OTTAWA — Canadian dairy farmers sent more than 6.8 billion litres of surplus milk down the drain between 2012 and 2021, a rate of milk-dumping higher than the U.S. and other major dairying countries. That’s the estimation of researchers who compared the total milk production of Canada’s national dairy herd with the actual amount of milk that goes out the farm gate.
The recently published study — by Dalhousie University food professor Sylvain Charlebois and academic colleagues in Michigan and Denmark — concluded that plenty of milk “vanished” from Canadian dairy farms as producers dumped it to avoid exceeding their supply-management quotas. The quantity of wasted milk, between 6.8 billion and 10 billion litres over 10 years, would be worth $14.9 billion, fill over 2,700 Olympic-sized swimming pools and feed 4.2 million people annually.
The lost milk is equivalent to 7 % of Canada’s milk production. That exceeds the on-farm milk-dumping rate in the U.S. (up to 0.5 %), Sweden (0.3 %), Finland (0.5 %), Scotland (1.8 %) and France (3.5 %), according to the research. Canada is the only country left in the world with a supply-managed dairy sector.
Milk dumping last made a media splash in February 2023 when Southwestern Ontario dairy farmer Jerry Huigen went viral with a video of himself gushing wasted milk onto the barn floor.
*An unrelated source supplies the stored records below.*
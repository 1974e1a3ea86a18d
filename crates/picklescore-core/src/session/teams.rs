// Team generation and roster-level team operations.
//
// These are pure functions over slices so the store can apply them and
// persist the result as one mutation.

use std::cmp::Reverse;
use std::collections::VecDeque;

use serde::{Deserialize, Serialize};

use super::model::{Player, PlayerId, Team, TeamId};

/// Which players feed a team generation pass.
#[derive(Debug, Clone, Copy, PartialEq, Eq, Default, Serialize, Deserialize)]
#[serde(rename_all = "snake_case")]
pub enum RosterSelection {
    /// Every rostered player.
    All,
    /// Only players flagged as playing this session.
    #[default]
    AvailableOnly,
}

impl RosterSelection {
    pub fn select(self, players: &[Player]) -> Vec<Player> {
        match self {
            RosterSelection::All => players.to_vec(),
            RosterSelection::AvailableOnly => {
                players.iter().filter(|p| p.playing).cloned().collect()
            }
        }
    }
}

/// Pair players into balanced two-player teams.
///
/// Players are sorted by descending strength weight (stable, so ties keep
/// roster order). The strongest remaining player is then repeatedly paired
/// with the weakest remaining one. With an odd count the middle player is
/// left out. Team ids are drawn from `next_id` in pairing order.
pub fn generate_teams(players: &[Player], mut next_id: impl FnMut() -> TeamId) -> Vec<Team> {
    let mut sorted: Vec<Player> = players.to_vec();
    sorted.sort_by_key(|p| Reverse(p.strength.weight()));

    let mut pool: VecDeque<Player> = sorted.into();
    let mut teams = Vec::with_capacity(pool.len() / 2);

    while pool.len() >= 2 {
        let (Some(strong), Some(weak)) = (pool.pop_front(), pool.pop_back()) else {
            break;
        };
        teams.push(Team::new(next_id(), strong, weak));
    }

    teams
}

/// Every team that does not contain `player_id`, in original order.
pub fn remove_teams_referencing(teams: &[Team], player_id: PlayerId) -> Vec<Team> {
    teams
        .iter()
        .filter(|t| !t.contains(player_id))
        .cloned()
        .collect()
}

/// Position of a player within the team list: (team index, slot index).
fn locate(teams: &[Team], player_id: PlayerId) -> Option<(usize, usize)> {
    teams.iter().enumerate().find_map(|(team_idx, team)| {
        team.players
            .iter()
            .position(|p| p.id == player_id)
            .map(|slot| (team_idx, slot))
    })
}

/// Exchange two players between their team slots.
///
/// Returns the new team list, or `None` when either player is not on a team
/// or both ids resolve to the same slot. Team ids and names are kept.
pub fn swap_players(teams: &[Team], player_a: PlayerId, player_b: PlayerId) -> Option<Vec<Team>> {
    let loc_a = locate(teams, player_a)?;
    let loc_b = locate(teams, player_b)?;
    if loc_a == loc_b {
        return None;
    }

    let (team_a, slot_a) = loc_a;
    let (team_b, slot_b) = loc_b;
    let moving_a = teams[team_a].players[slot_a].clone();
    let moving_b = teams[team_b].players[slot_b].clone();

    let mut swapped = teams.to_vec();
    swapped[team_a].players[slot_a] = moving_b;
    swapped[team_b].players[slot_b] = moving_a;
    Some(swapped)
}
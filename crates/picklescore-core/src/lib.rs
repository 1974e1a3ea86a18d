// Library root: re-exports all modules so the CLI and integration tests can
// access the crate's public API.

pub mod config;
pub mod db;
pub mod seed;
pub mod session;
pub mod storage;
pub mod store;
Dairy farmers are told “just throw it down the drain. Nobody sees it, it’s OK,” Huigen complained in the social media post. “Well, it’s not OK.”
Charlebois told Farmers Forum that the video inspired his co-authors to contact him about studying the phenomenon in Canada. Because data on discarded milk is not collected in this country, the professor and his colleagues took a year to estimate the milk losses. They estimated the annual milk output of the national herd, based on cow numbers, and then subtracted milk sales volume figures published by Statistics Canada.